▸ **What to do**:
Using the material below, copy every line where "HttpResponse" appears.

▼

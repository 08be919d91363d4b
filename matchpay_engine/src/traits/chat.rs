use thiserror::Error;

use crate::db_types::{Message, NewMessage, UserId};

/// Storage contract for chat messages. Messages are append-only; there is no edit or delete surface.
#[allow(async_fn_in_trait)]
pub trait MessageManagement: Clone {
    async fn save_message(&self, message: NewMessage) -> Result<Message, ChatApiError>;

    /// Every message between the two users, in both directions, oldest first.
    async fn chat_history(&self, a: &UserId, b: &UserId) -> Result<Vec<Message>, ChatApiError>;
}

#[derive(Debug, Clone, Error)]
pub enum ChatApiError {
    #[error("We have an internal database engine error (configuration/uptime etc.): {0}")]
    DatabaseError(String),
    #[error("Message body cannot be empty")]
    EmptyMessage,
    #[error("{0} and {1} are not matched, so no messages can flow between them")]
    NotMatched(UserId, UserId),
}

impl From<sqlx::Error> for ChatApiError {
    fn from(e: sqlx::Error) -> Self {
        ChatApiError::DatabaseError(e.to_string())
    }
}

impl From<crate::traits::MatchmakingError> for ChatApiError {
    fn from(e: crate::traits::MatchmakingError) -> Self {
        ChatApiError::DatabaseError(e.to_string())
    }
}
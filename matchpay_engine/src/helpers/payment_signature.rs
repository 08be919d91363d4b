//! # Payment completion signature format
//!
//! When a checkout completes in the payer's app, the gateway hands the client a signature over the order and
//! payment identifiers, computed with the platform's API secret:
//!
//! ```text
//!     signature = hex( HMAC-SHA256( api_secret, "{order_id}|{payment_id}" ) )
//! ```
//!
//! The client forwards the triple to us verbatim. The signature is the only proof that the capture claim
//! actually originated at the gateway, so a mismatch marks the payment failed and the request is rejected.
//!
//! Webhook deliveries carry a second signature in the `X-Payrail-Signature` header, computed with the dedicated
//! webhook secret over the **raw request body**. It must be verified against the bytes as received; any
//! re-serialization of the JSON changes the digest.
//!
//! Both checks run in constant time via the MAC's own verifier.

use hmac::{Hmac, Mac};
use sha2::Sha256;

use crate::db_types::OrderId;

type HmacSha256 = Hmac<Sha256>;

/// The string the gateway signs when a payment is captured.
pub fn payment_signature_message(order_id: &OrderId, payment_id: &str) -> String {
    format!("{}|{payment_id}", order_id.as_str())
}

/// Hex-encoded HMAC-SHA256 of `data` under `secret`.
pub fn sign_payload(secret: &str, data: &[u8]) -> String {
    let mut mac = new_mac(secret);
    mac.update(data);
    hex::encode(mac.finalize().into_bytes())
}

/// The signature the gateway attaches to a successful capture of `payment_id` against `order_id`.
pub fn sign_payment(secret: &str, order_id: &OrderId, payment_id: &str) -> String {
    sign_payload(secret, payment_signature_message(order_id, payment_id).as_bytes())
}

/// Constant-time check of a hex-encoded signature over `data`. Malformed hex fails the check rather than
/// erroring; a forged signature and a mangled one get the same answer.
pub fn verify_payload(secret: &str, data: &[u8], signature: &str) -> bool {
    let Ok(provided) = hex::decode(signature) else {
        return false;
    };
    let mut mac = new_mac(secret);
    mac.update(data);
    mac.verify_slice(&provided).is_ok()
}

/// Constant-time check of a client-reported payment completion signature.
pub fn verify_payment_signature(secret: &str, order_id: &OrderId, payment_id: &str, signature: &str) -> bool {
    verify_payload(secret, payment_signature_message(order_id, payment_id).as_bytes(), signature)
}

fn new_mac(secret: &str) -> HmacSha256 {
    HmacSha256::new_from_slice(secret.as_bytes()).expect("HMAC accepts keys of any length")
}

▲
▼

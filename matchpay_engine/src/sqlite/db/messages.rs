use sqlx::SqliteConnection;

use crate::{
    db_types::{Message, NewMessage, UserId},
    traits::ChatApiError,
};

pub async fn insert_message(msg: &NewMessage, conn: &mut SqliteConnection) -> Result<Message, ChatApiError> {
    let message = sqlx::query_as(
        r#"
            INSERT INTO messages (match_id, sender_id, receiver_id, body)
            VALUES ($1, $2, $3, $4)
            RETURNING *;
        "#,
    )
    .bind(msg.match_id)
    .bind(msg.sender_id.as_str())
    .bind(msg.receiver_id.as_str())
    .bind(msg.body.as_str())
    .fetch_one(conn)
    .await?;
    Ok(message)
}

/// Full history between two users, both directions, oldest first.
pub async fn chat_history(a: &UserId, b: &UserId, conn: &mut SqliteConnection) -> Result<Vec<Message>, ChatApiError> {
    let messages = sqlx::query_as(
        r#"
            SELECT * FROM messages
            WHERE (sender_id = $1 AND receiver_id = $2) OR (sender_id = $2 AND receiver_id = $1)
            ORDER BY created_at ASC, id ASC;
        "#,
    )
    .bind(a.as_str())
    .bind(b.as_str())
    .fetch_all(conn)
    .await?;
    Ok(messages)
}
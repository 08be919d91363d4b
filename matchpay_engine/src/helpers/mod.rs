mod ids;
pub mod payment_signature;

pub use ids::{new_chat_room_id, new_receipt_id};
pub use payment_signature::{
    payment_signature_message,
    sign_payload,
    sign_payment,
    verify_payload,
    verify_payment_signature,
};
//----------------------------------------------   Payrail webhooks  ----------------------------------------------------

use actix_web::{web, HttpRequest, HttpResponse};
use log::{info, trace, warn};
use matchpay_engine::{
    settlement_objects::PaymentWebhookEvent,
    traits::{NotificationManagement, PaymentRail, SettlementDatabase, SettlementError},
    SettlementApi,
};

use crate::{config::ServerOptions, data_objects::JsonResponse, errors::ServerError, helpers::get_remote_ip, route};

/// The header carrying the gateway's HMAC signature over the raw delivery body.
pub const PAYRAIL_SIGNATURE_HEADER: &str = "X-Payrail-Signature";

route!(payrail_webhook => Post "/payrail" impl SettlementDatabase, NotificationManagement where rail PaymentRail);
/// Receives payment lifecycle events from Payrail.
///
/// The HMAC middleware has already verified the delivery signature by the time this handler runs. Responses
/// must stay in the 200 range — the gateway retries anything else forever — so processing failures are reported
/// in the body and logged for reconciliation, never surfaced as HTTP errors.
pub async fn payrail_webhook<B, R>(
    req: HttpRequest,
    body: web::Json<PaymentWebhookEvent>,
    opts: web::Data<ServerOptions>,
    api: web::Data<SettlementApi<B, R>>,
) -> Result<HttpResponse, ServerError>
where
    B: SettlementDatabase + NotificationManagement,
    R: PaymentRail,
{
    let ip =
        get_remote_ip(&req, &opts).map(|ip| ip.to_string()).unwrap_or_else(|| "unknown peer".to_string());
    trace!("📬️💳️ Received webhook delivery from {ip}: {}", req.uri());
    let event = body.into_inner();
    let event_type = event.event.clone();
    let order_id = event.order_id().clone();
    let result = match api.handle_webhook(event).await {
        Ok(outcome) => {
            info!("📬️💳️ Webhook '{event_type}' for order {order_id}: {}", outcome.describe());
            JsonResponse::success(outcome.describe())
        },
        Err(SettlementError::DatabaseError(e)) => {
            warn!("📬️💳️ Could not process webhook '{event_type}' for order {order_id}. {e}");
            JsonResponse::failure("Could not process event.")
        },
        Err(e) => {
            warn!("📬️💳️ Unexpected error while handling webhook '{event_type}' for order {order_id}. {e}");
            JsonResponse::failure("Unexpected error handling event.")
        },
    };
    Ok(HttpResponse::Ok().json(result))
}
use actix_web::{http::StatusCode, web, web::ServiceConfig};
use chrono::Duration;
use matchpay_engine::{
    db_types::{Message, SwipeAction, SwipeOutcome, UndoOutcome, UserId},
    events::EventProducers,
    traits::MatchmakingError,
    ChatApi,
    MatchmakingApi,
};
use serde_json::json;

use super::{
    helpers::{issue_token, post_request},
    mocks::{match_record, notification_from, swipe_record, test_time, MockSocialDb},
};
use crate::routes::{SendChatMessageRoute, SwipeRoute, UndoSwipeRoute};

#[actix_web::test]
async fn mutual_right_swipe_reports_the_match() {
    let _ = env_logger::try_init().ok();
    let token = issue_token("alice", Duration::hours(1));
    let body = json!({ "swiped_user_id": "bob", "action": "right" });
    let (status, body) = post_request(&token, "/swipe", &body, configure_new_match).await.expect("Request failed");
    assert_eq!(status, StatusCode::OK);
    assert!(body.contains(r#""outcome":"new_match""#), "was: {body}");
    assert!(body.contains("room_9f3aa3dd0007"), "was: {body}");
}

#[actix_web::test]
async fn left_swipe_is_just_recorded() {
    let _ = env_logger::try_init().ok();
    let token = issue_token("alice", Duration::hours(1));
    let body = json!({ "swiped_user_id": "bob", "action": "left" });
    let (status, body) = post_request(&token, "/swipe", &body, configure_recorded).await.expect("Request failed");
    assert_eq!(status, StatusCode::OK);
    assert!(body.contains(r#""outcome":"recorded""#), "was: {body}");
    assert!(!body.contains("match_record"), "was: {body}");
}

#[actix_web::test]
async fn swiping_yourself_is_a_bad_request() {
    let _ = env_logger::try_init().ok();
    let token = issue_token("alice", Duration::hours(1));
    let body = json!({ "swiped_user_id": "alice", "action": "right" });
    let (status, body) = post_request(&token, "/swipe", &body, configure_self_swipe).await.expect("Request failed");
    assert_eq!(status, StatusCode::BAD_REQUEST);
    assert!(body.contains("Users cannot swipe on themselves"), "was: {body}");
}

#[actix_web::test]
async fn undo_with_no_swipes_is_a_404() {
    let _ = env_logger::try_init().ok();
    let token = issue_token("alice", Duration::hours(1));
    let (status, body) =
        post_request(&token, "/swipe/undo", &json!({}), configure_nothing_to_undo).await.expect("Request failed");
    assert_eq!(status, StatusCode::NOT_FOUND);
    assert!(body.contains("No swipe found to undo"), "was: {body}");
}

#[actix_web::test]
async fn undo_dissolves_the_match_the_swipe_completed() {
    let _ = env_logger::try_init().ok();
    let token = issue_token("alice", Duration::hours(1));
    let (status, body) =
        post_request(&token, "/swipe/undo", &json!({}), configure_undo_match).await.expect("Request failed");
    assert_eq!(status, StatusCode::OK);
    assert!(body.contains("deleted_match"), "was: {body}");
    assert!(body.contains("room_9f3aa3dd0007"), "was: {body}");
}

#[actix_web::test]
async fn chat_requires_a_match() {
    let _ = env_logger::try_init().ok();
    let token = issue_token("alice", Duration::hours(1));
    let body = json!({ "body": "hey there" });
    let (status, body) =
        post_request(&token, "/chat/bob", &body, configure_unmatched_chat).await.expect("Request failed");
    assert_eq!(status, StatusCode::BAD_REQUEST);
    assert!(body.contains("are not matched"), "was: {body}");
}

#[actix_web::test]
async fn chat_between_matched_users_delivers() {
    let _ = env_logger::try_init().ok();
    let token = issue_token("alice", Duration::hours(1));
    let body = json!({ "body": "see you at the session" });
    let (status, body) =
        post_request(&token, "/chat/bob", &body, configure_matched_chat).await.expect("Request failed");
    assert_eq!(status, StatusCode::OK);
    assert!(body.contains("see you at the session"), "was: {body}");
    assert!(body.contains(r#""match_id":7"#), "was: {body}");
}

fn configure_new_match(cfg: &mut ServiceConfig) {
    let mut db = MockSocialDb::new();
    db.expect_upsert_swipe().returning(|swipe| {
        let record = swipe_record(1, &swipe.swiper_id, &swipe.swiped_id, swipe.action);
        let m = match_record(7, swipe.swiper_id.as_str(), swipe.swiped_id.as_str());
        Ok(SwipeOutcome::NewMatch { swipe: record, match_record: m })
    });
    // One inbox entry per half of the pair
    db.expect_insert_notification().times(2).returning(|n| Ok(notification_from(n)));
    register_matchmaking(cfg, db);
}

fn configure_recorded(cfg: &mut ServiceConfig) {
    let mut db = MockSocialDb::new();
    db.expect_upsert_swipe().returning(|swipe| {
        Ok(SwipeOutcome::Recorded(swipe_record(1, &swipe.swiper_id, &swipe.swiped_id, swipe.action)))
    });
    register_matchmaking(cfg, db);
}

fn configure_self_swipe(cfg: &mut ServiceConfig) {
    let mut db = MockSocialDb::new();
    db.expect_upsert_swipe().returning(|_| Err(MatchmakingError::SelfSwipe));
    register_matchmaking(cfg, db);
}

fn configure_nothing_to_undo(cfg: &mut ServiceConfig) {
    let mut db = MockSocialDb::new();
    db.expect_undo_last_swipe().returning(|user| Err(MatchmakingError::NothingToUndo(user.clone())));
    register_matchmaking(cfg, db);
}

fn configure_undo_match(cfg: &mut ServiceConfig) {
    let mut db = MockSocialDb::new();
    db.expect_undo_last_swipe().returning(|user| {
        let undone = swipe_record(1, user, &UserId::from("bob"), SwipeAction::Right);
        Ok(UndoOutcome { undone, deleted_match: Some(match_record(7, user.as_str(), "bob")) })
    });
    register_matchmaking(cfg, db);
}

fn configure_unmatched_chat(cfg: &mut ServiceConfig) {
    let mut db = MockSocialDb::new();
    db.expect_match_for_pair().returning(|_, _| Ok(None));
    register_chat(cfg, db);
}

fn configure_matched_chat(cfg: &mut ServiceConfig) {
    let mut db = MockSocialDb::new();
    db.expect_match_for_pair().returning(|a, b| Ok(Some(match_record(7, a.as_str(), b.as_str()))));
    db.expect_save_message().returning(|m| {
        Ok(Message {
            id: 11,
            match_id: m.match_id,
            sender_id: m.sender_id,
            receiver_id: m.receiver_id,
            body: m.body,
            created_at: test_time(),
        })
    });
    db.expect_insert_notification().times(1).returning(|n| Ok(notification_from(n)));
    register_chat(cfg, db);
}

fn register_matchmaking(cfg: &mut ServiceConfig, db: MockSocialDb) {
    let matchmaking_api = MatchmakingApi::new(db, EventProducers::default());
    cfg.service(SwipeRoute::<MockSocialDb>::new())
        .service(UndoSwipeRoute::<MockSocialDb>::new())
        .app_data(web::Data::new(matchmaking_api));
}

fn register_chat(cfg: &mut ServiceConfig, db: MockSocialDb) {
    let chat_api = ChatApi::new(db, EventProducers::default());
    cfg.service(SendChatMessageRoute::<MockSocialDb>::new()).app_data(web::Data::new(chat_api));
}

▲
▼

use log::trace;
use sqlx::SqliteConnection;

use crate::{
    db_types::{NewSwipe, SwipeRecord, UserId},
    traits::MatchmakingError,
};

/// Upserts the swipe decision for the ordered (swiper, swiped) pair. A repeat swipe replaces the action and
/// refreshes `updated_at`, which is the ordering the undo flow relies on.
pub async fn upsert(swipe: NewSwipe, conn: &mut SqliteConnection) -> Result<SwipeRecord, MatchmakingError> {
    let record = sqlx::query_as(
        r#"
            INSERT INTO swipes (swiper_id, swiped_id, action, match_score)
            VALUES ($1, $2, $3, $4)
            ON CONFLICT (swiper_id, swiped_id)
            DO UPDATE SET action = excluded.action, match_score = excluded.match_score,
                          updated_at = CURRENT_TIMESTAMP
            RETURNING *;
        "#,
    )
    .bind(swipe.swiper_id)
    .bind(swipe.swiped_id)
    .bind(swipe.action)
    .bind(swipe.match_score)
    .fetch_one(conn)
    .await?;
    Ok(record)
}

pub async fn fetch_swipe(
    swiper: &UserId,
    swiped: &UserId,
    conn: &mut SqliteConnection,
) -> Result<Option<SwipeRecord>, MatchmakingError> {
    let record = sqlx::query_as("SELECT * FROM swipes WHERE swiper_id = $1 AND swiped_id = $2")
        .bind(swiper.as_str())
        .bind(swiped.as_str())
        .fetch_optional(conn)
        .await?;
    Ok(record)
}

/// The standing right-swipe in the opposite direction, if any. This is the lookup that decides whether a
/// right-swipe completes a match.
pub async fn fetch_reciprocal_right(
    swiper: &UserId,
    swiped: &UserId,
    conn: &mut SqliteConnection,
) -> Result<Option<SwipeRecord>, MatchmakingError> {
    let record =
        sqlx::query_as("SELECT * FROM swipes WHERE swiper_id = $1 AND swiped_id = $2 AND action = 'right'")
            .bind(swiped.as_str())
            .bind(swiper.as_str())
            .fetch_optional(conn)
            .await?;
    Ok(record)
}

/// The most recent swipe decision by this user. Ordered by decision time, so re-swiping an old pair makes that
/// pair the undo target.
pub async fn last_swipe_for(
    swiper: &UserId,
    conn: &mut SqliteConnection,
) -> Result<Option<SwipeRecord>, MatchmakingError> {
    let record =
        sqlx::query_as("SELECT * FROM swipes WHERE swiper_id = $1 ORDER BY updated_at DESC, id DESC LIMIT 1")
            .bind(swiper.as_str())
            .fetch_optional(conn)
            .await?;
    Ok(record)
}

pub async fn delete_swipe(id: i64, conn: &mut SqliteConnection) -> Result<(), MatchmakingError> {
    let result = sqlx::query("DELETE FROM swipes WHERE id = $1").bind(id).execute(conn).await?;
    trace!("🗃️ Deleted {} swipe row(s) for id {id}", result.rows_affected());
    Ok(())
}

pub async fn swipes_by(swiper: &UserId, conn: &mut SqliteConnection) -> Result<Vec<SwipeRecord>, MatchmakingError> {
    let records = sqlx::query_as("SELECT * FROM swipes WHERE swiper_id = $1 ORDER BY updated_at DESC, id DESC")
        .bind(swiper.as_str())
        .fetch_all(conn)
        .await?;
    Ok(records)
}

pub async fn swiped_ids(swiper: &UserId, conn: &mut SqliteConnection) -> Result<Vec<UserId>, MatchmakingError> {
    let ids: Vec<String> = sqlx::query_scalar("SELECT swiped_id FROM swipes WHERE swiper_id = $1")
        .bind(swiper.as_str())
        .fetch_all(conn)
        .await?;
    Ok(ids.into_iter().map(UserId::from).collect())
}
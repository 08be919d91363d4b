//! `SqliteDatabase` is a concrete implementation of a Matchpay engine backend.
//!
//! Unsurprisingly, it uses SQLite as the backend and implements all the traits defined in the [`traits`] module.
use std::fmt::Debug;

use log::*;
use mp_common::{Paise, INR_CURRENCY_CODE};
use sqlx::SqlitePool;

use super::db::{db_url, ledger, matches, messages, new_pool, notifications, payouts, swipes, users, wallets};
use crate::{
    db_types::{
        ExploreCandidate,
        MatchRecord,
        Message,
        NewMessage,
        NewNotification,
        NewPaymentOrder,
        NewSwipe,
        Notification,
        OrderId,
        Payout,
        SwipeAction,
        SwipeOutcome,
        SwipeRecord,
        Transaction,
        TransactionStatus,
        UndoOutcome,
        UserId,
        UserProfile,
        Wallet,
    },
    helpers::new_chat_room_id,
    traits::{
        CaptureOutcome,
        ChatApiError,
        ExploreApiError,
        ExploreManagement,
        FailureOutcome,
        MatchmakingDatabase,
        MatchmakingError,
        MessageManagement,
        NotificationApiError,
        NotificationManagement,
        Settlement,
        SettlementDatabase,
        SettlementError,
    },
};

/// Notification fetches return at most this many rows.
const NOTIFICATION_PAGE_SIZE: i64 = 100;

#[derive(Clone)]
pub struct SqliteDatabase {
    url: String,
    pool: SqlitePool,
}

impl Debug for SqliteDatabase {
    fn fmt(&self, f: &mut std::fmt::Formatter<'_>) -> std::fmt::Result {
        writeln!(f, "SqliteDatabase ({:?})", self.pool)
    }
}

▲

▸ **Answer for the task**:
use actix_web::{web, HttpRequest, HttpResponse};
) -> Result<HttpResponse, ServerError>
    Ok(HttpResponse::Ok().json(result))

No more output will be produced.